Case ID: minn_79/html/0423-01.html
Source: Caselaw Access Project
Author: {"author": "LOVELY, J.", "license": "Public Domain", "url": "https://static.case.law/"}
Date Created: 2024-08-24T03:29:51.129683

WESTERN LAND ASSOCIATION v. JAMES W. THOMPSON and Others.
    May 11, 1900.
    Nos. 11,962—(68).
    Ejectment — Second Trial — Payment of Damages.
    There must be a specific recovery of the damages found in a judgment for the recovery of real estate, to require a payment thereof, in order to secure a second trial of such action under G. S. 1894, § 5845.
    Same — Set-Off of Damages against Improvements.
    
      Held, upon the facts in this case, that the defendants in ejectment were entitled to. a second trial upon payment of the costs and disbursements, and a proper demand in accordance with law, for the reason that the damages found had been offset against the improvements, and no execution could issue therefor.
    Action in the district court for St. Louis county to recover possession of real property and for $1,200 damages for detention of the premises. The case was tried before Cant, J., who made findings pursuant to which judgment was entered as set forth in the opinion.

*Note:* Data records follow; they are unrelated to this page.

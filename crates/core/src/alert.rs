//! Alert payload and normalized alert types.

use crate::{Price, Timeframe, TradingPair};
use compact_str::CompactString;
use serde::{Deserialize, Serialize};

/// Trade direction.
#[derive(Debug, Clone, Copy, PartialEq, Eq, Hash, Serialize, Deserialize)]
#[serde(rename_all = "lowercase")]
pub enum Direction {
    Long,
    Short,
}

impl Direction {
    /// Parse from string. Accepts the buy/sell spelling some upstream
    /// monitors emit.
    pub fn from_str(s: &str) -> Option<Self> {
        match s.trim().to_lowercase().as_str() {
            "long" | "buy" => Some(Direction::Long),
            "short" | "sell" => Some(Direction::Short),
            _ => None,
        }
    }

    /// Get display name.
    pub fn as_str(self) -> &'static str {
        match self {
            Direction::Long => "long",
            Direction::Short => "short",
        }
    }
}

impl std::fmt::Display for Direction {
    fn fmt(&self, f: &mut std::fmt::Formatter<'_>) -> std::fmt::Result {
        write!(f, "{}", self.as_str())
    }
}

/// Bounded momentum label attached to an alert.
#[derive(Debug, Clone, Copy, PartialEq, Eq, Hash, Serialize, Deserialize)]
#[serde(rename_all = "lowercase")]
pub enum Momentum {
    Low,
    Medium,
    High,
}

impl Momentum {
    /// Parse from string.
    pub fn from_str(s: &str) -> Option<Self> {
        match s.trim().to_lowercase().as_str() {
            "low" => Some(Momentum::Low),
            "medium" => Some(Momentum::Medium),
            "high" => Some(Momentum::High),
            _ => None,
        }
    }

    /// Get display name.
    pub fn as_str(self) -> &'static str {
        match self {
            Momentum::Low => "low",
            Momentum::Medium => "medium",
            Momentum::High => "high",
        }
    }
}

impl std::fmt::Display for Momentum {
    fn fmt(&self, f: &mut std::fmt::Formatter<'_>) -> std::fmt::Result {
        write!(f, "{}", self.as_str())
    }
}

/// Raw webhook payload, one per request.
///
/// Enum-like fields stay as strings here; the validator parses them so that
/// an unknown value surfaces as `UnsupportedValue` rather than a bare
/// deserialization error. Unknown JSON fields are ignored.
#[derive(Debug, Clone, Default, Deserialize)]
pub struct AlertPayload {
    #[serde(default)]
    pub pair: String,
    #[serde(default)]
    pub direction: String,
    #[serde(default)]
    pub strategy: String,
    #[serde(default)]
    pub timeframe: String,
    pub entry: Option<f64>,
    pub stop: Option<f64>,
    #[serde(default)]
    pub targets: Vec<f64>,
    pub confidence: Option<f64>,
    pub momentum: Option<String>,
    #[serde(default)]
    pub early_exit: bool,
    #[serde(default)]
    pub strategy_invalidated: bool,
    pub momentum_change: Option<String>,
    pub exit_reason: Option<String>,
}

impl AlertPayload {
    /// Whether this payload carries any update flag.
    pub fn is_update(&self) -> bool {
        self.early_exit || self.strategy_invalidated || self.momentum_change.is_some()
    }
}

/// Identity tuple used for duplicate and update matching.
#[derive(Debug, Clone, PartialEq, Eq, Hash, Serialize)]
pub struct Fingerprint {
    pub pair: TradingPair,
    pub direction: Direction,
    pub strategy: CompactString,
}

impl std::fmt::Display for Fingerprint {
    fn fmt(&self, f: &mut std::fmt::Formatter<'_>) -> std::fmt::Result {
        write!(f, "{} {} {}", self.pair, self.direction, self.strategy)
    }
}

/// Price levels of a directional call.
#[derive(Debug, Clone, PartialEq, Eq, Serialize)]
pub struct Levels {
    pub entry: Price,
    pub stop: Price,
    /// Ordered away from entry in the trade direction; never empty.
    pub targets: Vec<Price>,
}

/// Validated, normalized alert produced by the validator.
#[derive(Debug, Clone, PartialEq, Serialize)]
pub struct NormalizedAlert {
    pub pair: TradingPair,
    pub direction: Direction,
    pub strategy: CompactString,
    pub timeframe: Timeframe,
    /// Present on new alerts; updates may omit levels entirely.
    pub levels: Option<Levels>,
    /// Confidence in [0, 100].
    pub confidence: Option<f64>,
    pub momentum: Option<Momentum>,
    pub early_exit: bool,
    pub strategy_invalidated: bool,
    pub momentum_change: Option<Momentum>,
    pub exit_reason: Option<CompactString>,
}

impl NormalizedAlert {
    /// Whether this is an update referring to a previously emitted position.
    pub fn is_update(&self) -> bool {
        self.early_exit || self.strategy_invalidated || self.momentum_change.is_some()
    }

    /// Identity tuple for duplicate/update matching.
    pub fn fingerprint(&self) -> Fingerprint {
        Fingerprint {
            pair: self.pair.clone(),
            direction: self.direction,
            strategy: self.strategy.clone(),
        }
    }
}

From an order setting aside defendants’ demand for a second trial, and also from an order amending the pleadings, findings, and judgment and all other proceedings by adding to the name of plaintiff the words “of Minnesota,” defendants appealed.
    Eeyersed.
    I. Gretttm, for appellants.
    
      Pryb&rger d Johanson, for respondent.
   LOVELY, J.

Plaintiff brought suit to recover a city lot in Duluth from defendants, who set up valuable improvements thereon under the occupying claimant’s act (G-. S. 1894, § 5849, et seq.).

The action was tried without a jury, and upon the findings of the trial court, who estimated the defendants’ improvements (being the value of the yearly rental for the entire period allowed by law, as well as the value of the land without the improvements), a judgment was entered providing that execution should not issue until one year after the entry thereof, unless within that time defendants should pay into court the amount of the improvements, less the sum of $210, which had been determined as the amount of the rental value or damages during the entire period for which they had been assessed. It was also adjudged that the value of the land without the improvements was $846, and that within thirty days after the entry of judgment, the plaintiff might demand in writing of the defendants payment into court of such sum, less taxes and assessments, in which case defendants should have their title confirmed, but, upon a failure, be barred of any right in the property, and that execution then issue therefor. It is nowhere in such judgment provided that any sum be recovered as damages in any other way, or that execution issue therefor, than as above, although the judgment finds that plaintiff has sustained such damages in the sum of $210, which is the sum previously set off pro tanto against the improvements, and reduces the amount thereof fipon which execution in a certain event is to issue, as provided in the previous terms of the judgment.

After judgment the costs and disbursements were duly taxed. Within six months after notice of the judgment the defendants tendered the plaintiff the full amount of the costs and disbursements as taxed, and demanded a second trial, under G-. S. 1894, § 5845, which provides that

“Any person against whom a judgment is recovered in an action for the recovery of real property, may, within six months after written notice of such judgment, upon payment of all costs and damages recovered thereby, demand another trial, by notice,” etc.

It was claimed by plaintiff that the demand was insufficient, because defendants did not pay the amount of the damages sustained. This view was adopted by the learned trial court, from whose order setting aside such demand this appeal is taken. We do not agree to this view. The rental value of the premises had been, in the very terms of the judgment, offset against the improvements, for which, less that sum, execution could not, by its terms, issue for a year; and there is elsewhere in the judgment no provision for their recovery in any other way, or for the execution to issue therefor in any event. It may be that this difficulty arose from embodying in the judgment the legal results which follow as a matter of law upon a recovery of improvements in the occupying claimant’s act, referred to; but, as there is no judgment for the recovery of such damages as the provisions in the ejectment statute require to secure second trial, the payment of the costs was sufficient to entitle defendants to a second trial.

We agree with the learned trial court that it had the power- to amend the pleadings, and judgment, under G. S. 1894, § 5267, in this case, by adding to the designation of plaintiff’s name, “Western Land Association,” the words “of Minnesota.”

Order reversed, and case remanded for further proceedings.